Soup Recipe: Thai Coconut Red Curry with Chicken

Kids will dig the sweetened broth and slurp-able rice noodles. Serve this soup with chopsticks and a spoon.
By Erica Clark
Feb 10, 2015




Feb 10, 2015

Serves 6

  • Ingredients
  • 1 Tbsp coconut oil (or vegetable oil)
  • 1 clove garlic, finely chopped
  • 3 Tbsp red curry paste
  • 6 oz eggplant (preferably Japanese), cut into 1-inch pieces
  • 4 cups chicken broth
  • 1 Tbsp fish sauce
  • 1 13.6-oz can coconut milk
  • 3 oz rice noodles
  • 1 red bell pepper, cut into matchsticks
  • 1 cup shredded rotisserie chicken
  • Salt and pepper
  • Fresh basil leaves, sliced scallions, and lime wedges, for serving


1. Heat coconut oil in a large pot over medium-high until melted. Stir in garlic and red curry paste until incorporated. Stir in eggplant until coated in the curry mixture; cook 3 minutes.

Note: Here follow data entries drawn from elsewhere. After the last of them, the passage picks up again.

//! Minimal standalone server: loads a YAML config (if given), wires up
//! the default identity-echo pipeline, and runs the accept loop.

use std::sync::Arc;

use tube::config::Config;
use tube::pipeline::Pipeline;
use tube::server::Server;
use tube::stages::parser::EchoHandler;

fn main() {
    env_logger::init();

    let config = match std::env::args().nth(1) {
        Some(path) => match Config::from_file(&path) {
            Ok(c) => c,
            Err(e) => {
                eprintln!("failed to load config from {}: {}", path, e);
                std::process::exit(1);
            }
        },
        None => Config::default(),
    };

    let addr = config.listen_addr.clone();

    let pipeline = match Pipeline::build(config, Arc::new(EchoHandler)) {
        Ok(p) => p,
        Err(e) => {
            eprintln!("failed to build pipeline: {}", e);
            std::process::exit(1);
        }
    };

    if let Err(e) = Server::new(pipeline).run(&addr) {
        eprintln!("server exited: {}", e);
        std::process::exit(1);
    }
}
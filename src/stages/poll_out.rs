//! The non-blocking write-back path: registers a connection for
//! writability and drains its `OutputStream` a little at a time as the
//! socket accepts bytes, instead of blocking a worker thread on a slow
//! client the way [`crate::stages::block_out::BlockOutStage`] does.

use std::collections::HashMap;
use std::os::unix::io::RawFd;
use std::sync::{Arc, Mutex};
use std::time::Duration;

use crate::connection::Connection;
use crate::continuation;
use crate::poller::{EpollOpt, Poller, Ready};
use crate::scheduler::QueueScheduler;
use crate::stages::poll_in::PollInStage;

const MAX_EVENTS: usize = 256;
const WAIT_TIMEOUT: Duration = Duration::from_millis(500);

pub struct PollOutStage {
    poller: Arc<Poller>,
    registry: Mutex<HashMap<RawFd, Arc<Connection>>>,
    handler_sched: Arc<QueueScheduler>,
    poll_in: Arc<PollInStage>,
}

impl PollOutStage {
    pub fn new(idle_timeout: Duration, handler_sched: Arc<QueueScheduler>, poll_in: Arc<PollInStage>) -> std::io::Result<Arc<PollOutStage>> {
        let stage = Arc::new(PollOutStage {
            poller: Arc::new(Poller::new(MAX_EVENTS, idle_timeout)?),
            registry: Mutex::new(HashMap::new()),
            handler_sched,
            poll_in,
        });

        let worker = stage.clone();
        std::thread::Builder::new()
            .name("tube-poll_out".to_string())
            .spawn(move || worker.run())
            .expect("spawning the poll_out worker thread");

        Ok(stage)
    }

    /// Called with the connection already locked by the caller (normally
    /// the parser/handler stage, right after it decided the reply won't
    /// fit in one non-blocking write). The caller must drop its guard
    /// before this returns, since the poller thread will try to lock the
    /// connection as soon as it becomes writable.
    pub fn sched_add(&self, conn: Arc<Connection>) -> std::io::Result<()> {
        conn.set_cork().ok();
        conn.update_last_active();
        self.poller.touch(conn.id);
        self.poller.register(
            &conn.fd(),
            Ready::writable() | Ready::hup() | Ready::error(),
            EpollOpt::level(),
        )?;
        self.registry.lock().unwrap().insert(conn.fd(), conn);
        Ok(())
    }

    /// Wakes the worker thread so it exits instead of blocking in `wait`
    /// forever.
    pub fn shutdown(&self) {
        let _ = self.poller.shutdown();
    }

    fn run(&self) {
        loop {
            let result = match self.poller.wait(Some(WAIT_TIMEOUT)) {
                Ok(r) => r,
                Err(e) => {
                    log::error!("poll_out wait failed: {}", e);
                    continue;
                }
            };

            if result.woken && self.poller.is_shutdown() {
                return;
            }

            for (fd, ready) in result.ready {
                self.handle_event(fd, ready);
            }

            for id in result.expired {
                self.expire(id);
            }
        }
    }

    fn handle_event(&self, fd: RawFd, ready: Ready) {
        let conn = match self.registry.lock().unwrap().remove(&fd) {
            Some(c) => c,
            None => return,
        };
        let _ = self.poller.deregister(&fd);
        self.poller.forget(conn.id);

        let mut guard = conn.lock();

        if ready.is_hup() || ready.is_error() {
            let _ = conn.clear_cork();
            drop(guard);
            conn.active_close();
            return;
        }

        conn.update_last_active();

        let mut had_error = false;
        loop {
            match guard.out_stream.write_into_output() {
                Ok(0) => break,
                Ok(_) if guard.out_stream.is_done() => break,
                Ok(_) => continue,
                Err(e) if e.kind() == std::io::ErrorKind::WouldBlock => break,
                Err(_) => {
                    had_error = true;
                    break;
                }
            }
        }

        if !guard.out_stream.is_done() && !had_error {
            // Still more to write; stay registered for writability.
            drop(guard);
            let _ = self.poller.register(&fd, Ready::writable() | Ready::hup() | Ready::error(), EpollOpt::level());
            self.poller.touch(conn.id);
            self.registry.lock().unwrap().insert(fd, conn);
            return;
        }

        let _ = conn.clear_cork();

        if continuation::has_continuation(&guard) {
            drop(guard);
            self.handler_sched.add_task(conn);
            return;
        }

        let close = conn.is_close_after_finish() || had_error || !conn.is_active();
        drop(guard);

        if close {
            conn.active_close();
        } else if let Err(e) = self.poll_in.sched_add(conn.clone()) {
            log::warn!("re-arming connection {} for reads failed: {}", conn.id, e);
        }
    }

    fn expire(&self, id: u64) {
        let fd = match self
            .registry
            .lock()
            .unwrap()
            .iter()
            .find(|(_, c)| c.id == id)
            .map(|(fd, _)| *fd)
        {
            Some(fd) => fd,
            None => return,
        };

        if let Some(conn) = self.registry.lock().unwrap().remove(&fd) {
            let _ = self.poller.deregister(&fd);
            let _ = conn.clear_cork();
            conn.active_close();
        }
    }
}
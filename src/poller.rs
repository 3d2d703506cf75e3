//! Readiness-based polling: a single epoll instance plus the embedded time
//! wheel that ages out idle connections. This is the component spec.md
//! calls the Poller — every `PollInStage`/`PollOutStage` worker blocks in
//! [`Poller::wait`] and gets back both newly-ready fds and the connection
//! ids whose idle timer expired during the wait.

use std::fmt;
use std::io;
use std::ops;
use std::os::unix::io::{AsRawFd, RawFd};
use std::time::Duration;

use crate::sys::epoll::{Epoll, Events};
use crate::sys::eventfd::EventFd;
use crate::timer::TimeWheel;

/// Readiness bits a registration cares about or an event reports.
#[derive(Copy, Clone, PartialEq, Eq, PartialOrd, Ord)]
pub struct Ready(usize);

const READABLE: usize = 0b0001;
const WRITABLE: usize = 0b0010;
const ERROR: usize = 0b0100;
const HUP: usize = 0b1000;

impl Ready {
    pub fn empty() -> Ready {
        Ready(0)
    }

    pub fn readable() -> Ready {
        Ready(READABLE)
    }

    pub fn writable() -> Ready {
        Ready(WRITABLE)
    }

    pub fn error() -> Ready {
        Ready(ERROR)
    }

    pub fn hup() -> Ready {
        Ready(HUP)
    }

    pub fn is_readable(self) -> bool {
        self.contains(Ready::readable())
    }

    pub fn is_writable(self) -> bool {
        self.contains(Ready::writable())
    }

    pub fn is_error(self) -> bool {
        self.contains(Ready::error())
    }

    pub fn is_hup(self) -> bool {
        self.contains(Ready::hup())
    }

    pub fn is_empty(self) -> bool {
        self == Ready::empty()
    }

    pub fn contains(self, other: Ready) -> bool {
        (self & other) == other
    }
}

impl ops::BitOr for Ready {
    type Output = Ready;
    fn bitor(self, other: Ready) -> Ready {
        Ready(self.0 | other.0)
    }
}

impl ops::BitAnd for Ready {
    type Output = Ready;
    fn bitand(self, other: Ready) -> Ready {
        Ready(self.0 & other.0)
    }
}

impl fmt::Debug for Ready {
    fn fmt(&self, f: &mut fmt::Formatter) -> fmt::Result {
        let flags = [
            (Ready::readable(), "readable"),
            (Ready::writable(), "writable"),
            (Ready::error(), "error"),
            (Ready::hup(), "hup"),
        ];

        let mut first = true;
        for (flag, name) in flags {
            if self.contains(flag) {
                if !first {
                    write!(f, " | ")?;
                }
                write!(f, "{}", name)?;
                first = false;
            }
        }

        Ok(())
    }
}

/// Edge/level/oneshot registration behavior, mirroring the raw epoll flags.
#[derive(Copy, Clone, PartialEq, Eq)]
pub struct EpollOpt(usize);

const EDGE: usize = 0b001;
const LEVEL: usize = 0b010;
const ONESHOT: usize = 0b100;

impl EpollOpt {
    pub fn level() -> EpollOpt {
        EpollOpt(LEVEL)
    }

    pub fn edge() -> EpollOpt {
        EpollOpt(EDGE)
    }

    pub fn oneshot() -> EpollOpt {
        EpollOpt(ONESHOT)
    }

    pub fn is_edge(self) -> bool {
        self.0 & EDGE != 0
    }

    pub fn is_level(self) -> bool {
        self.0 & LEVEL != 0
    }

    pub fn is_oneshot(self) -> bool {
        self.0 & ONESHOT != 0
    }
}

impl ops::BitOr for EpollOpt {
    type Output = EpollOpt;
    fn bitor(self, other: EpollOpt) -> EpollOpt {
        EpollOpt(self.0 | other.0)
    }
}

/// Anything that can be added to, modified in, or removed from a [`Poller`]'s
/// epoll instance. Implemented by raw fds and by `EventFd`/`Waker`.
pub trait Source {
    fn add(&self, epoll: &Epoll, interest: Ready, opts: EpollOpt) -> io::Result<()>;
    fn modify(&self, epoll: &Epoll, interest: Ready, opts: EpollOpt) -> io::Result<()>;
    fn delete(&self, epoll: &Epoll) -> io::Result<()>;
}

impl Source for RawFd {
    fn add(&self, epoll: &Epoll, interest: Ready, opts: EpollOpt) -> io::Result<()> {
        epoll.add(*self, interest, opts)
    }

    fn modify(&self, epoll: &Epoll, interest: Ready, opts: EpollOpt) -> io::Result<()> {
        epoll.modify(*self, interest, opts)
    }

    fn delete(&self, epoll: &Epoll) -> io::Result<()> {
        epoll.delete(*self)
    }
}

/// Lets one thread interrupt another thread's `Poller::wait`. Backed by an
/// eventfd registered edge-triggered and read down to zero on every wakeup.
pub struct Waker {
    fd: EventFd,
}

impl Waker {
    pub fn new(epoll: &Epoll) -> io::Result<Waker> {
        let fd = EventFd::new()?;
        fd.add(epoll, Ready::readable(), EpollOpt::edge())?;
        Ok(Waker { fd })
    }

    pub fn wake(&self) -> io::Result<()> {
        match self.fd.write(1) {
            Ok(()) => Ok(()),
            Err(ref e) if e.kind() == io::ErrorKind::WouldBlock => Ok(()),
            Err(e) => Err(e),
        }
    }

    pub fn as_raw_fd(&self) -> RawFd {
        self.fd.as_raw_fd()
    }
}

/// What came back from a [`Poller::wait`] call.
pub struct PollResult {
    /// `(fd, readiness)` pairs for connections with I/O to do.
    pub ready: Vec<(RawFd, Ready)>,
    /// Connection ids whose idle timer fired during this wait.
    pub expired: Vec<u64>,
    /// True if the wakeup was (at least in part) an explicit `Waker::wake`.
    pub woken: bool,
}

/// One epoll instance plus the idle-eviction time wheel for the connections
/// registered on it. Each `PollInStage`/`PollOutStage` worker owns one.
pub struct Poller {
    epoll: Epoll,
    events: std::sync::Mutex<Events>,
    waker: Waker,
    timer: std::sync::Mutex<TimeWheel>,
    running: std::sync::atomic::AtomicBool,
}

impl Poller {
    pub fn new(events_capacity: usize, idle_timeout: Duration) -> io::Result<Poller> {
        let epoll = Epoll::new()?;
        let waker = Waker::new(&epoll)?;

        Ok(Poller {
            epoll,
            events: std::sync::Mutex::new(Events::with_capacity(events_capacity)),
            waker,
            timer: std::sync::Mutex::new(TimeWheel::new(idle_timeout)),
            running: std::sync::atomic::AtomicBool::new(true),
        })
    }

    /// Interrupts a `wait` blocked on this poller and tells its worker loop
    /// to stop: the worker sees `is_shutdown()` true on the wakeup this
    /// causes and exits instead of calling `wait` again.
    pub fn shutdown(&self) -> io::Result<()> {
        self.running.store(false, std::sync::atomic::Ordering::Relaxed);
        self.waker.wake()
    }

    pub fn is_shutdown(&self) -> bool {
        !self.running.load(std::sync::atomic::Ordering::Relaxed)
    }

    pub fn register<S: Source + ?Sized>(&self, source: &S, interest: Ready, opts: EpollOpt) -> io::Result<()> {
        source.add(&self.epoll, interest, opts)
    }

    pub fn reregister<S: Source + ?Sized>(&self, source: &S, interest: Ready, opts: EpollOpt) -> io::Result<()> {
        source.modify(&self.epoll, interest, opts)
    }

    pub fn deregister<S: Source + ?Sized>(&self, source: &S) -> io::Result<()> {
        source.delete(&self.epoll)
    }

    /// Refresh (or start) the idle timer for `id`, to fire `idle_timeout`
    /// from now.
    pub fn touch(&self, id: u64) {
        self.timer.lock().unwrap().schedule(id);
    }

    pub fn forget(&self, id: u64) {
        self.timer.lock().unwrap().cancel(id);
    }

    pub fn waker(&self) -> &Waker {
        &self.waker
    }

    pub fn wait(&self, timeout: Option<Duration>) -> io::Result<PollResult> {
        let wheel_timeout = self.timer.lock().unwrap().next_deadline(timeout);

        let mut events = self.events.lock().unwrap();
        let n = self.epoll.wait(&mut events, wheel_timeout)?;

        let mut ready = Vec::with_capacity(n);
        let mut woken = false;
        let waker_fd = self.waker.as_raw_fd();

        for i in 0..events.len() {
            if let Some((fd, readiness)) = events.get(i) {
                if fd == waker_fd {
                    let _ = self.waker.fd.read();
                    woken = true;
                } else {
                    ready.push((fd, readiness));
                }
            }
        }

        let expired = self.timer.lock().unwrap().expire_due();

        Ok(PollResult { ready, expired, woken })
    }
}

impl AsRawFd for Poller {
    fn as_raw_fd(&self) -> RawFd {
        self.epoll.as_raw_fd()
    }
}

2. Add chicken broth and fish sauce and bring mixture to a boil. Reduce heat to a simmer; cover and cook 8 minutes.

3. Stir in coconut milk, then add rice noodles and red pepper and cook at a gentle simmer, stirring occasionally, until noodles are tender, about 7 minutes.

4. Add shredded chicken and season with salt and pepper to taste. Divide among bowls. Top with basil and scallions and serve with lime wedges.

Tip: Pair with egg rolls!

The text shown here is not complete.